I Asked 10 Non-Doctors If They Think I Have Extra Nipples

Will you please look at this thing on my skin?

Not my skin (Image: Iwan Gabovitch)

I really dont think its nasty that harry has four nipples i think of it as the more the marrier. Btw if it was swiched around and your bf/gf had four nipples or even better you had four nipples how would you like it if people kept getting on your nerves about something you were born with would you like it just like lady gaga said “i was born this way” so if any of you have a problem with it build a bridge and get over it :^)

— Kayla, commenting on “Does Harry Styles Have 4 Nipples?” on Maximumpop.co.uk, Dec 2012

I was born with, or maybe developed over time, two moles on my torso, or maybe nipples, I am not sure. I started questioning my moles about a month ago when my friend told me professional singer Harry Styles has four nipples. After hitting up Google Image Search for a quick fact check (you can never trust friends!) I found that Harry Styles is in (good?) company, with fellow more-than-two-nippled celebrities like Mark Wahlberg, Lily Allen, and Chandler Bing. They — the nipples — are called “supernumerary nipples.” The people are called celebrities, and a fictional person.

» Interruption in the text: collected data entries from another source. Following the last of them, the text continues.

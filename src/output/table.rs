use unicode_width::UnicodeWidthStr;

use crate::link::CrossRefs;
use crate::model::{Conversation, Decision, Episode};
use crate::summary::JourneySummary;
use crate::timeline::{date, TimelineEntry};

/// Truncate a string to fit within max_width (respecting unicode width).
fn truncate(s: &str, max_width: usize) -> String {
    if UnicodeWidthStr::width(s) <= max_width {
        return s.to_string();
    }
    let mut result = String::new();
    let mut width = 0;
    for ch in s.chars() {
        let cw = unicode_width::UnicodeWidthChar::width(ch).unwrap_or(0);
        if width + cw + 3 > max_width {
            result.push_str("...");
            break;
        }
        result.push(ch);
        width += cw;
    }
    result
}

fn one_line(s: &str) -> String {
    s.replace('\n', " ")
}

/// Print the merged episode/decision timeline.
pub fn print_timeline(entries: &[TimelineEntry<'_>]) {
    if entries.is_empty() {
        println!("No journey data available.");
        return;
    }

    println!(
        "{} timeline entr{}:\n",
        entries.len(),
        if entries.len() == 1 { "y" } else { "ies" }
    );

    for entry in entries {
        match entry {
            TimelineEntry::Episode { index, episode, key } => {
                println!(
                    "  [{}] EPISODE #{} {}",
                    key,
                    index + 1,
                    truncate(&episode.title, 48)
                );
                println!(
                    "        {} messages, {} decisions",
                    episode.message_count(),
                    episode.decision_count()
                );
            }
            TimelineEntry::Decision { decision, key } => {
                println!(
                    "  [{}] DECISION   {}",
                    key,
                    truncate(&one_line(decision.statement()), 56)
                );
                if let Some(member) = &decision.team_member {
                    println!("        by {member}");
                }
            }
        }
    }
}

/// Print the pure episode sequence for `mjv episodes`.
pub fn print_episode_list(episodes: &[(usize, &Episode)]) {
    if episodes.is_empty() {
        println!("No episodes found.");
        return;
    }

    println!(
        "{} episode{}:\n",
        episodes.len(),
        if episodes.len() == 1 { "" } else { "s" }
    );

    println!("  {:<4} {:<40} {:<13} {:<9} {:<9}", "#", "TITLE", "START", "MESSAGES", "DECISIONS");
    println!("  {}", "-".repeat(78));

    for (index, ep) in episodes {
        println!(
            "  {:<4} {:<40} {:<13} {:<9} {:<9}",
            index + 1,
            truncate(&ep.title, 38),
            date::normalize(ep.start_raw()).to_string(),
            ep.message_count(),
            ep.decision_count(),
        );
        if !ep.conversations.is_empty() {
            println!("       ({} contained messages)", ep.conversations.len());
        }
    }
}

/// Print filtered conversation results, marking decision-linked messages.
pub fn print_conversations(results: &[&Conversation], refs: &CrossRefs<'_>, query: Option<&str>) {
    if results.is_empty() {
        match query {
            Some(q) => println!("No conversations match \"{q}\"."),
            None => println!("No conversations match."),
        }
        return;
    }

    println!(
        "{} conversation{}:\n",
        results.len(),
        if results.len() == 1 { "" } else { "s" }
    );

    for conv in results {
        let when = date::normalize(conv.timestamp.as_deref());
        let sender = conv.sender.as_deref().unwrap_or("(unknown)");
        let role = conv.role.as_deref().unwrap_or("-");
        println!("  [{when}] {sender} ({role})");
        println!(
            "    {}",
            truncate(&one_line(conv.message.as_deref().unwrap_or("")), 76)
        );

        let linked = refs.decisions_for(&conv.id);
        if !linked.is_empty() {
            for d in linked {
                println!("    -> decision: {}", truncate(&one_line(d.statement()), 60));
            }
        }
        println!("    id: {}\n", conv.id);
    }
}

/// Print the decision list for `mjv decisions`.
pub fn print_decision_list(decisions: &[&Decision]) {
    if decisions.is_empty() {
        println!("No decisions found.");
        return;
    }

    println!(
        "{} decision{}:\n",
        decisions.len(),
        if decisions.len() == 1 { "" } else { "s" }
    );

    println!("  {:<13} {:<52} {:<14}", "DATE", "DECISION", "CONVERSATION");
    println!("  {}", "-".repeat(80));

    for d in decisions {
        println!(
            "  {:<13} {:<52} {:<14}",
            date::normalize(d.date_raw()).to_string(),
            truncate(&one_line(d.statement()), 50),
            d.conversation_ref().unwrap_or("-"),
        );
        println!("  id: {}\n", d.id);
    }
}

/// Full traceability detail for one decision: statement, reasoning,
/// trigger, attribution, outcomes, and the originating conversation chain.
pub fn print_decision_detail(
    decision: &Decision,
    conversation: Option<&Conversation>,
    episode_id: Option<&str>,
) {
    println!("Decision: {}", decision.statement());
    println!("  ID:   {}", decision.id);
    println!("  Date: {}", date::normalize(decision.date_raw()));

    if let Some(reasoning) = decision.reasoning() {
        println!("\nReasoning:");
        for line in reasoning.lines() {
            println!("  {line}");
        }
    }

    if let Some(trigger) = decision.trigger_text() {
        println!("\nTriggered by:");
        for line in trigger.lines() {
            println!("  {line}");
        }
    }

    if let Some(member) = &decision.team_member {
        println!("\nTeam member: {member}");
    }

    if !decision.linked_outcomes.is_empty() {
        println!("\nExpected outcomes:");
        for outcome in &decision.linked_outcomes {
            println!("  - {}", truncate(outcome, 76));
        }
    }

    match conversation {
        Some(conv) => {
            println!("\nOriginating conversation ({}):", conv.id);
            println!(
                "  {} ({}): {}",
                conv.sender.as_deref().unwrap_or("(unknown)"),
                conv.role.as_deref().unwrap_or("-"),
                truncate(&one_line(conv.message.as_deref().unwrap_or("")), 64)
            );
            if let Some(ep) = episode_id {
                println!("  episode: {ep}");
            }
        }
        None => println!("\nOriginating conversation: (unlinked)"),
    }
}

/// Print the headline summary block.
pub fn print_summary(summary: &JourneySummary) {
    println!("Journey Summary:");
    println!("  Episodes:               {}", summary.episode_count);
    println!("  Episodes with decisions: {}", summary.decision_episode_count);
    println!("  Messages:               {}", summary.total_messages);
    println!("  Decisions:              {}", summary.total_decisions);
    println!(
        "  Date range:             {} to {}",
        summary.date_span.start, summary.date_span.end
    );
}
use std::path::Path;

use anyhow::{Context, Result};
use serde_json::Value;
use tracing::{info, warn};

use crate::model::{Conversation, Decision, Episode, Snapshot};

/// Collection file names inside a snapshot directory.
pub const JOURNEY_FILE: &str = "journey.json";
pub const CONVERSATIONS_FILE: &str = "conversations.json";
pub const DECISIONS_FILE: &str = "decisions.json";
pub const MEMBER_FILE: &str = "member.json";
pub const METRICS_FILE: &str = "metrics.json";

/// Unwrap a single-key envelope (`{"journey": [...]}`) or pass a bare
/// document through unchanged. Both shapes exist in the wild.
pub fn unwrap_envelope(value: Value, key: &str) -> Value {
    match value {
        Value::Object(mut map) if map.contains_key(key) => {
            map.remove(key).unwrap_or(Value::Null)
        }
        other => other,
    }
}

/// Decode an array document element by element, skipping records that do
/// not match the expected shape instead of failing the whole collection.
fn decode_elements<T: serde::de::DeserializeOwned>(value: Value, what: &str) -> Vec<T> {
    let Value::Array(items) = value else {
        if !value.is_null() {
            warn!("Expected an array of {what}, got something else; treating as empty");
        }
        return Vec::new();
    };
    let mut out = Vec::with_capacity(items.len());
    for item in items {
        match serde_json::from_value::<T>(item) {
            Ok(record) => out.push(record),
            Err(e) => warn!("Skipping malformed {what} record: {e}"),
        }
    }
    out
}

/// Parse the journey document into episodes.
pub fn parse_episodes(value: Value) -> Vec<Episode> {
    decode_elements(unwrap_envelope(value, "journey"), "episode")
}

/// Parse the conversations document into one flat message list.
///
/// The endpoint serves either a flat array of messages or an array of
/// per-episode objects each carrying a nested `conversations` field. The
/// shape is resolved here, once, by checking the first element; downstream
/// components only ever see the flat form. Records without an id get a
/// positional `conv_<n>` id so decisions can reference them.
pub fn parse_conversations(value: Value) -> Vec<Conversation> {
    let value = unwrap_envelope(value, "conversations");

    let nested = value
        .as_array()
        .and_then(|items| items.first())
        .map(|first| first.get("conversations").is_some())
        .unwrap_or(false);

    let mut conversations = if nested {
        let episodes: Vec<Episode> = decode_elements(value, "episode");
        episodes.into_iter().flat_map(|ep| ep.conversations).collect()
    } else {
        decode_elements(value, "conversation")
    };

    for (i, conv) in conversations.iter_mut().enumerate() {
        if conv.id.is_empty() {
            conv.id = format!("conv_{}", i + 1);
        }
    }
    conversations
}

/// Parse the decisions document. An absent or empty document is an empty
/// collection, never an error. Records without an id get the first 20
/// characters of their statement.
pub fn parse_decisions(value: Value) -> Vec<Decision> {
    let mut decisions: Vec<Decision> =
        decode_elements(unwrap_envelope(value, "decisions"), "decision");
    for d in &mut decisions {
        if d.id.is_empty() {
            d.id = d
                .decision
                .as_deref()
                .or(d.title.as_deref())
                .unwrap_or("unknown")
                .chars()
                .take(20)
                .collect();
        }
    }
    decisions
}

/// Read one JSON document from `dir`, or None when the file is absent.
/// A present-but-unreadable or syntactically invalid file is a real error.
fn read_document(dir: &Path, name: &str) -> Result<Option<Value>> {
    let path = dir.join(name);
    if !path.exists() {
        return Ok(None);
    }
    let content = std::fs::read_to_string(&path)
        .with_context(|| format!("Failed to read: {}", path.display()))?;
    let value = serde_json::from_str(&content)
        .with_context(|| format!("Invalid JSON in: {}", path.display()))?;
    Ok(Some(value))
}

/// Load a full snapshot from a directory of collection files. Missing
/// files degrade to empty collections; only unreadable or invalid files
/// escalate.
pub fn load_dir(dir: &Path) -> Result<Snapshot> {
    let episodes = read_document(dir, JOURNEY_FILE)?
        .map(parse_episodes)
        .unwrap_or_default();
    let conversations = read_document(dir, CONVERSATIONS_FILE)?
        .map(parse_conversations)
        .unwrap_or_default();
    let decisions = read_document(dir, DECISIONS_FILE)?
        .map(parse_decisions)
        .unwrap_or_default();
    let profile = read_document(dir, MEMBER_FILE)?.map(|v| unwrap_envelope(v, "member"));
    let metrics = read_document(dir, METRICS_FILE)?.map(|v| unwrap_envelope(v, "metrics"));

    info!(
        "Loaded snapshot from {}: {} episodes, {} conversations, {} decisions",
        dir.display(),
        episodes.len(),
        conversations.len(),
        decisions.len()
    );

    Ok(Snapshot {
        episodes,
        conversations,
        decisions,
        profile,
        metrics,
    })
}
pub mod json;
pub mod table;
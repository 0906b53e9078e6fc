use serde::{Deserialize, Serialize};

/// One contiguous period of member engagement, as served by the journey
/// endpoint. Everything past `id` and `title` is optional on the wire.
#[derive(Debug, Clone, Default, Serialize, Deserialize)]
pub struct Episode {
    #[serde(default)]
    pub id: String,
    #[serde(default)]
    pub title: String,
    #[serde(default)]
    pub date_range: Option<DateRange>,
    #[serde(default)]
    pub metrics: Option<EpisodeMetrics>,
    #[serde(default)]
    pub summary: Option<String>,
    #[serde(default)]
    pub conversations: Vec<Conversation>,
}

#[derive(Debug, Clone, Default, Serialize, Deserialize)]
pub struct DateRange {
    #[serde(default)]
    pub start: Option<String>,
    #[serde(default)]
    pub end: Option<String>,
}

#[derive(Debug, Clone, Default, Serialize, Deserialize)]
pub struct EpisodeMetrics {
    #[serde(default)]
    pub total_messages: Option<u64>,
    #[serde(default)]
    pub decisions: Option<u64>,
    #[serde(default)]
    pub team_messages: Option<u64>,
    #[serde(default)]
    pub member_messages: Option<u64>,
    #[serde(default)]
    pub primary_topics: Vec<String>,
}

impl Episode {
    /// Raw start date string, when the episode carries one.
    pub fn start_raw(&self) -> Option<&str> {
        self.date_range.as_ref().and_then(|r| r.start.as_deref())
    }

    /// Raw end date string, when the episode carries one.
    pub fn end_raw(&self) -> Option<&str> {
        self.date_range.as_ref().and_then(|r| r.end.as_deref())
    }

    /// Message count: reported metric first, contained conversations second.
    pub fn message_count(&self) -> u64 {
        self.metrics
            .as_ref()
            .and_then(|m| m.total_messages)
            .unwrap_or(self.conversations.len() as u64)
    }

    /// Reported decision count for this episode, 0 when unreported.
    pub fn decision_count(&self) -> u64 {
        self.metrics.as_ref().and_then(|m| m.decisions).unwrap_or(0)
    }
}

/// A single message in the coaching relationship.
#[derive(Debug, Clone, Default, Serialize, Deserialize)]
pub struct Conversation {
    #[serde(default)]
    pub id: String,
    #[serde(default)]
    pub sender: Option<String>,
    #[serde(default)]
    pub role: Option<String>,
    #[serde(default)]
    pub topic: Option<String>,
    #[serde(default)]
    pub message: Option<String>,
    #[serde(default)]
    pub timestamp: Option<String>,
    #[serde(default)]
    pub action_decision: Option<bool>,
    #[serde(default)]
    pub decision_type: Option<String>,
}

impl Conversation {
    /// The four searchable text fields, missing ones as empty strings.
    pub fn search_fields(&self) -> [&str; 4] {
        [
            self.sender.as_deref().unwrap_or(""),
            self.role.as_deref().unwrap_or(""),
            self.topic.as_deref().unwrap_or(""),
            self.message.as_deref().unwrap_or(""),
        ]
    }
}

/// An extracted outcome of the coaching dialogue. The wire format has grown
/// alias pairs over time (`decision`/`title`, `reason`/`rationale`, ...);
/// both spellings are kept and the accessors pick the populated one.
#[derive(Debug, Clone, Default, Serialize, Deserialize)]
pub struct Decision {
    #[serde(default)]
    pub id: String,
    #[serde(default)]
    pub decision: Option<String>,
    #[serde(default)]
    pub title: Option<String>,
    #[serde(default)]
    pub reason: Option<String>,
    #[serde(default)]
    pub rationale: Option<String>,
    #[serde(default)]
    pub trigger_message: Option<String>,
    #[serde(default)]
    pub trigger: Option<String>,
    #[serde(default)]
    pub conversation_id: Option<String>,
    #[serde(default)]
    pub trigger_message_id: Option<String>,
    #[serde(default)]
    pub team_member: Option<String>,
    #[serde(default)]
    pub linked_outcomes: Vec<String>,
    #[serde(default)]
    pub timestamp: Option<String>,
    #[serde(default)]
    pub date: Option<String>,
}

impl Decision {
    /// The decision statement for display.
    pub fn statement(&self) -> &str {
        self.decision
            .as_deref()
            .or(self.title.as_deref())
            .unwrap_or("(no decision text)")
    }

    pub fn reasoning(&self) -> Option<&str> {
        self.reason.as_deref().or(self.rationale.as_deref())
    }

    pub fn trigger_text(&self) -> Option<&str> {
        self.trigger_message.as_deref().or(self.trigger.as_deref())
    }

    /// Foreign key into the conversation collection: `conversation_id`
    /// first, then `trigger_message_id`. None means unlinked.
    pub fn conversation_ref(&self) -> Option<&str> {
        self.conversation_id
            .as_deref()
            .or(self.trigger_message_id.as_deref())
    }

    /// Raw decision date string (`timestamp` preferred over `date`).
    pub fn date_raw(&self) -> Option<&str> {
        self.timestamp.as_deref().or(self.date.as_deref())
    }
}

/// One fully-materialized data load. Immutable once built; every component
/// reads from it and projects, nothing mutates it.
#[derive(Debug, Clone, Default)]
pub struct Snapshot {
    pub episodes: Vec<Episode>,
    pub conversations: Vec<Conversation>,
    pub decisions: Vec<Decision>,
    /// Member profile document, passed through untouched.
    pub profile: Option<serde_json::Value>,
    /// Metrics summary document, passed through untouched.
    pub metrics: Option<serde_json::Value>,
}

impl Snapshot {
    /// Conversations from the flat collection plus any that only exist
    /// nested inside episodes, in episode order. The flat collection wins
    /// on duplicates (it is the authoritative one for search views).
    pub fn all_conversations(&self) -> Vec<&Conversation> {
        let mut seen: std::collections::HashSet<&str> =
            self.conversations.iter().map(|c| c.id.as_str()).collect();
        let mut all: Vec<&Conversation> = self.conversations.iter().collect();
        for ep in &self.episodes {
            for conv in &ep.conversations {
                if seen.insert(conv.id.as_str()) {
                    all.push(conv);
                }
            }
        }
        all
    }
}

While looking through several celebrity/nipple-related listicles, I was surprised to see how much the content resonated with me, because — and I am not trying to body-shame anyone — all of the supernumerary-nippled celebs look like regular mole people, like me. Either that, or my moles are actually nipples. Finding it hard to believe that so many websites could publish photos of moles and call them nipples if it weren’t true, I began to wonder…Could it be that I actually have extra nipples? This was the kind of question that I would love to take to a medical professional, the only two things stopping me being that a) the last time I went to the dermatologist she kept pointing at parts of my skin I could not identify and saying “What is this,” which I found embarrassing, and b) I can’t really afford a visit the doctor right now, especially for such a superfluous non-emergency.

So I did the next best thing, which is consult Wikipedia and then ask a sampling of friends, none of whom are doctors but all of whom I trust (you can trust friends! I was just kidding before!) with absolutely all of my medical and personal information. Most of the friends that I talked to, I did so over g-chat while I was in line for free food. “Can I ask you a W for something I am writing,” I asked many, and “Can I ask you some Qs for something I am writing” I asked a few, before launching into a brief explanation about Harry Styles, nipples, etc.

Some disregarded the nipple notion immediately. One friend told me, having closely inspected somewhere around thirty naked men, she has never noticed a supernumerary nipple and so does not think that I have any/that they exist, despite me quoting to her a sentence I read on Wikipedia: “Often mistaken for moles, supernumerary nipples are diagnosed in humans at a rate of approximately 1 in 18 people.” Another simply responded, “I think the body is a wild and wonderful thing,” saying that extra nipples are neither cool nor weird but “something else.”

Several suggested that the thing that would make the moles nipples is symmetry, which my moles do not possess, while others suspected it was height-related. I showed my friend Meg a picture of me wearing a crop top that reveals one of the maybe-nipples, and she deemed it too low. A few suggested function was more important, that maybe nerve endings were necessary for my moles to be considered nipples, and that maybe I will never know until I get pregnant and see if they “are activated” (i.e., lactate). When I raised my shirt up during a late-night dinner in a restaurant, Carina said the moles-or-nips were too small and that they “wouldn’t be able to do their job.” From one seat over, Langan said that although they could or could not be nipples, she hopes they are because she thinks it’s cool, not gross, and that having them would make me more like a dog (a good thing). The more I asked, the more dogs were brought up.

Perhaps the most knowledgable of my resources was my friend’s brother who has moles that the doctor has called nipples because they occur along “milk lines” that run from the armpits to the groin. He told me that they’re just moles on a line and that I can call them nipples if I want, because I am captain of my own destiny. While for most of my life besides this month I have always thought of them as moles, when I think of them as nipples I feel more like a celebrity who would find an image of herself in a listicle. Of my friends that I asked only one friend said “This is why I don’t hang out with u” [sic]. I assume she is jealous, and that if she built a bridge she could go over it, with the Harry-haters and nip-shamers alike. I was born, or maybe developed, I am not sure, this way.

Jenny Nelson lives and writes in Brooklyn.